Wednesday, March 19, 2014

IgnitionOne Buys Knotice, Prompting Many Deep Thoughts

Digital marketing technology vendor IgnitionOne today announced its acquisition of email and audience management vendor Knotice. Both vendors are listed in Raab Associates’ Guide to Customer Data Platforms in the “audience management” category. But the extract below from the CDP Guide also shows how they complement each other: Knotice does “fuzzy” matching of names and addresses and sends email, while IgnitionOne buys online media and selects best customer treatments. In other words, Knotice gives IgnitionOne a much stronger ability to incorporate non-Web channels and known individuals in its marketing and databases.

The only gaps shared by both systems are B2B clients and Web scanning for customer data, which is also mostly a B2B application. This further highlights the shift in industry acquisitions to B2C marketing technologies in general (ExactTarget/Salesforce, Responsys/Oracle, Neoalane/Adobe) and in audience data management platforms (BlueKai/Oracle, Aggregate Knowledge/Neustar) in particular.


These deals also reflect some other trends beyond acquisitions. One is the expansion of email vendors into broader multi-channel marketing. ExactTarget, Responsys, and Neolane all did this before they were acquired. StrongView (formerly StrongMail) and SmartFocus (formerly eMailVision) are making similar moves. SiteCore and SDL are moving in similar directions from a base in Web content management.

The second trend is a move by data-owning companies towards execution systems. Neustar, whose core business is linking people to phone numbers, is one example: it recently introduced “PlatformOne”, which it describes as a “centralized marketing solution” that gives marketers “a complete, real-time portrait of their customers and prospects based on accurate data, enabling a personalized dialogue across all marketing channels.”

V12 Group, another major data compiler, offers “Launchpad”, which “allows organizations of all sizes to build new audiences and manage existing customers using multiple channels and tools on a single platform.” Infogroup (which for some reason refuses to speak with me directly) in January announced “Yes Lifecycle Marketing” combining “email and digital marketing services, data, database technology, and agency services”. Venerable Acxiom has repositioned itself around the “Audience Operating System”, an “open platform” where “marketers, agencies and publishers can plan, buy and optimize audiences across channels, devices and applications, with precision and scale.”

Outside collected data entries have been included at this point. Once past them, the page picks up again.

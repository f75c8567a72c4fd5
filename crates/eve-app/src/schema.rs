//! Class schema registry for the generic editor (GED).
//!
//! Each editable element type declares an ordered list of [`SchemaEntry`]
//! values: which backing member to read, which remote method to invoke on
//! edit, and what kind of control to show. A type may inherit the entries of
//! other types; [`SchemaRegistry::resolve`] flattens that chain with parent
//! entries first.
//!
//! The registry is built once at startup (built-in table plus any `[[schema]]`
//! sections from the settings file) and then shared read-only.

use std::collections::HashMap;

use serde::{Deserialize, Serialize};

use eve_core::prelude::*;
use eve_core::short_type_name;

/// Kind of value an entry edits; selects the control type.
#[derive(Debug, Clone, Copy, PartialEq, Eq, Hash, Serialize, Deserialize)]
pub enum ValueKind {
    Bool,
    Number,
    String,
    Color,
    Action,
    /// A kind this build does not know how to edit; no control is created
    #[serde(other)]
    Unsupported,
}

/// One editable property of an element type.
#[derive(Debug, Clone, PartialEq, Eq, Serialize)]
pub struct SchemaEntry {
    /// Label shown next to the control
    pub name: String,
    /// Member read from the element snapshot (`f<name>` by default)
    pub backing_field: String,
    /// Remote method invoked on edit (`Set<name>` by default)
    pub invocation_verb: String,
    pub value_kind: ValueKind,
    /// Wrap string payloads in double quotes
    pub quoted: bool,
}

impl SchemaEntry {
    pub fn new(name: impl Into<String>, value_kind: ValueKind) -> Self {
        let name = name.into();
        Self {
            backing_field: format!("f{name}"),
            invocation_verb: format!("Set{name}"),
            name,
            value_kind,
            quoted: false,
        }
    }

    pub fn bool(name: impl Into<String>) -> Self {
        Self::new(name, ValueKind::Bool)
    }

    pub fn number(name: impl Into<String>) -> Self {
        Self::new(name, ValueKind::Number)
    }

    pub fn string(name: impl Into<String>) -> Self {
        Self::new(name, ValueKind::String)
    }

    /// An action trigger calling `verb` with no arguments.
    pub fn action(name: impl Into<String>, verb: impl Into<String>) -> Self {
        Self::new(name, ValueKind::Action)
            .member("fElementId")
            .verb(verb)
    }

    /// Colour member `f<stem>` edited through `Set<stem>RGB`.
    pub fn color(stem: &str) -> Self {
        Self::new(stem, ValueKind::Color).verb(format!("Set{stem}RGB"))
    }

    /// Colour entry backed by the element's main colour.
    ///
    /// With `use_main_setter` the edit goes through `SetMainColorRGB`,
    /// otherwise through `Set<label>RGB`.
    pub fn main_color(label: &str, use_main_setter: bool) -> Self {
        let setter = if use_main_setter { "MainColor" } else { label };
        Self::new(label, ValueKind::Color)
            .member("fMainColor")
            .verb(format!("Set{setter}RGB"))
    }

    pub fn member(mut self, backing_field: impl Into<String>) -> Self {
        self.backing_field = backing_field.into();
        self
    }

    pub fn verb(mut self, invocation_verb: impl Into<String>) -> Self {
        self.invocation_verb = invocation_verb.into();
        self
    }

    pub fn quoted(mut self) -> Self {
        self.quoted = true;
        self
    }
}

/// The schema of one element type.
#[derive(Debug, Clone, Default, PartialEq, Eq)]
pub struct ClassSchema {
    /// Types whose entries come first, in order
    pub inherits_from: Vec<String>,
    pub entries: Vec<SchemaEntry>,
}

impl ClassSchema {
    pub fn new(entries: Vec<SchemaEntry>) -> Self {
        Self {
            inherits_from: Vec::new(),
            entries,
        }
    }

    pub fn inheriting(parents: &[&str], entries: Vec<SchemaEntry>) -> Self {
        Self {
            inherits_from: parents.iter().map(|p| p.to_string()).collect(),
            entries,
        }
    }
}

// ─────────────────────────────────────────────────────────────────────────────
// Settings-file definitions
// ─────────────────────────────────────────────────────────────────────────────

/// A `[[schema]]` section of the settings file.
///
/// ```toml
/// [[schema]]
/// class = "REveStraightLineSet"
/// sub = ["REveElement"]
/// entries = [
///     { name = "LineWidth", type = "Number" },
///     { name = "Label", type = "String", quote = true },
/// ]
/// ```
#[derive(Debug, Clone, PartialEq, Eq, Serialize, Deserialize)]
pub struct ClassSchemaDef {
    pub class: String,
    #[serde(default)]
    pub sub: Vec<String>,
    #[serde(default)]
    pub entries: Vec<SchemaEntryDef>,
}

/// One entry of a `[[schema]]` section; omitted `member`/`srv` take the
/// `f<name>` / `Set<name>` defaults.
#[derive(Debug, Clone, PartialEq, Eq, Serialize, Deserialize)]
pub struct SchemaEntryDef {
    pub name: String,
    #[serde(default, skip_serializing_if = "Option::is_none")]
    pub member: Option<String>,
    #[serde(default, skip_serializing_if = "Option::is_none")]
    pub srv: Option<String>,
    #[serde(rename = "type")]
    pub kind: ValueKind,
    #[serde(default)]
    pub quote: bool,
}

impl From<&SchemaEntryDef> for SchemaEntry {
    fn from(def: &SchemaEntryDef) -> Self {
        let mut entry = SchemaEntry::new(def.name.clone(), def.kind);
        if let Some(member) = &def.member {
            entry.backing_field = member.clone();
        }
        if let Some(srv) = &def.srv {
            entry.invocation_verb = srv.clone();
        }
        entry.quoted = def.quote;
        entry
    }
}

// ─────────────────────────────────────────────────────────────────────────────
// Registry
// ─────────────────────────────────────────────────────────────────────────────

/// Immutable map from type name to [`ClassSchema`].
#[derive(Debug, Clone, Default)]
pub struct SchemaRegistry {
    classes: HashMap<String, ClassSchema>,
}

impl SchemaRegistry {
    pub fn builder() -> SchemaRegistryBuilder {
        SchemaRegistryBuilder::default()
    }

    /// Registry with the built-in EVE element schemas.
    pub fn eve_defaults() -> Self {
        SchemaRegistryBuilder::with_eve_defaults().build()
    }

    /// Number of registered types.
    pub fn len(&self) -> usize {
        self.classes.len()
    }

    pub fn is_empty(&self) -> bool {
        self.classes.is_empty()
    }

    /// Whether the type has a schema. Accepts namespaced or short names.
    pub fn is_editable(&self, type_name: &str) -> bool {
        self.classes.contains_key(short_type_name(type_name))
    }

    /// Flatten the schema of `type_name`.
    ///
    /// Inherited entries come first, depth-first in declaration order, then
    /// the type's own entries. An unknown type yields an empty list.
    pub fn resolve(&self, type_name: &str) -> Vec<SchemaEntry> {
        let mut entries = Vec::new();
        let mut stack = Vec::new();
        self.resolve_into(short_type_name(type_name), &mut stack, &mut entries);
        entries
    }

    fn resolve_into<'a>(
        &'a self,
        type_name: &'a str,
        stack: &mut Vec<&'a str>,
        out: &mut Vec<SchemaEntry>,
    ) {
        let Some(class) = self.classes.get(type_name) else {
            if !stack.is_empty() {
                warn!("Schema parent {} is not registered", type_name);
            }
            return;
        };

        if stack.contains(&type_name) {
            warn!(
                "Cyclic schema inheritance through {} ({})",
                type_name,
                stack.join(" -> ")
            );
            return;
        }

        stack.push(type_name);
        for parent in &class.inherits_from {
            self.resolve_into(parent, stack, out);
        }
        out.extend(class.entries.iter().cloned());
        stack.pop();
    }
}

/// Collects class schemas before freezing them into a [`SchemaRegistry`].
#[derive(Debug, Default)]
pub struct SchemaRegistryBuilder {
    classes: HashMap<String, ClassSchema>,
}

impl SchemaRegistryBuilder {
    /// Start from the built-in EVE element schemas.
    pub fn with_eve_defaults() -> Self {
        let element_sub = || ClassSchema::inheriting(&["REveElement"], Vec::new());

        Self::default()
            .class(
                "REveElement",
                ClassSchema::new(vec![
                    SchemaEntry::bool("RnrSelf"),
                    SchemaEntry::bool("RnrChildren"),
                    SchemaEntry::main_color("Color", true),
                    SchemaEntry::action("Destroy", "Destroy"),
                ]),
            )
            .class("REveElementList", element_sub())
            .class(
                "REveSelection",
                ClassSchema::new(vec![
                    SchemaEntry::color("VisibleEdgeColor"),
                    SchemaEntry::color("HiddenEdgeColor"),
                ]),
            )
            .class("REveGeoShape", element_sub())
            .class("REveCompound", element_sub())
            .class(
                "REvePointSet",
                ClassSchema::inheriting(&["REveElement"], vec![SchemaEntry::number("MarkerSize")]),
            )
            .class(
                "REveJetCone",
                ClassSchema::new(vec![
                    SchemaEntry::bool("RnrSelf"),
                    SchemaEntry::main_color("ConeColor", true),
                    SchemaEntry::number("NDiv"),
                ]),
            )
            .class(
                "REveDataCollection",
                ClassSchema::new(vec![
                    SchemaEntry::string("FilterExpr").quoted(),
                    SchemaEntry::bool("CollectionVisible").member("fRnrSelf"),
                    SchemaEntry::main_color("CollectionColor", false),
                ]),
            )
            .class(
                "REveDataItem",
                ClassSchema::new(vec![
                    SchemaEntry::main_color("ItemColor", false),
                    SchemaEntry::bool("ItemRnrSelf").member("fRnrSelf"),
                    SchemaEntry::bool("Filtered"),
                ]),
            )
            .class(
                "REveTrack",
                ClassSchema::new(vec![
                    SchemaEntry::bool("RnrSelf"),
                    SchemaEntry::main_color("LineColor", true),
                    SchemaEntry::number("LineWidth"),
                    SchemaEntry::action("Destroy", "Destroy"),
                ]),
            )
    }

    /// Register (or replace) a type's schema.
    pub fn class(mut self, type_name: impl Into<String>, schema: ClassSchema) -> Self {
        let type_name = type_name.into();
        if self.classes.insert(type_name.clone(), schema).is_some() {
            debug!("Schema for {} replaced", type_name);
        }
        self
    }

    /// Register schemas from settings-file definitions.
    pub fn define(mut self, defs: &[ClassSchemaDef]) -> Result<Self> {
        for def in defs {
            if def.class.trim().is_empty() {
                return Err(Error::schema("<unnamed>", "class name is empty"));
            }
            if let Some(entry) = def.entries.iter().find(|e| e.name.trim().is_empty()) {
                return Err(Error::schema(
                    &def.class,
                    format!("entry with empty name (type {:?})", entry.kind),
                ));
            }
            let schema = ClassSchema {
                inherits_from: def.sub.clone(),
                entries: def.entries.iter().map(SchemaEntry::from).collect(),
            };
            self = self.class(short_type_name(&def.class).to_string(), schema);
        }
        Ok(self)
    }

    pub fn build(self) -> SchemaRegistry {
        info!("Schema registry built with {} classes", self.classes.len());
        SchemaRegistry {
            classes: self.classes,
        }
    }
}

Of the two trends, I think the second is more important. It’s not because execution systems are hard to find. Quite the opposite: they are essentially commodities, which is what makes it possible for so many data vendors to offer them. The significance is that consolidated customer databases are still very difficult to build, which is why there’s a Guide to Customer Data Platforms in the first place. A consolidated customer database is inherently part of the data vendors’ offering of execution systems, since the execution systems need to access a company’s own data to be useful.  This means that data vendors entering the execution market will compete to offer consolidated customer databases to marketers, hopefully at a much lower cost than the custom-built databases those vendors have traditionally provided. That these databases will combine digital advertising audiences with personally-identifiable names and addresses is pretty much a given, subject of course to privacy constraints. Many marketers will find hiring one of these vendors is an appealing alternative to building their consolidated customer database in-house.

Of course, today's real giants in compiling customer data are the companies like Google, Facebook, and Amazon.  They already sell advertising and do some customer data ingestion, and their resources dwarf the data vendors listed above. Don’t be surprised if any of them start building customer databases and offering execution systems. The only barrier is they may not think it’s a big enough business to be worth the trouble.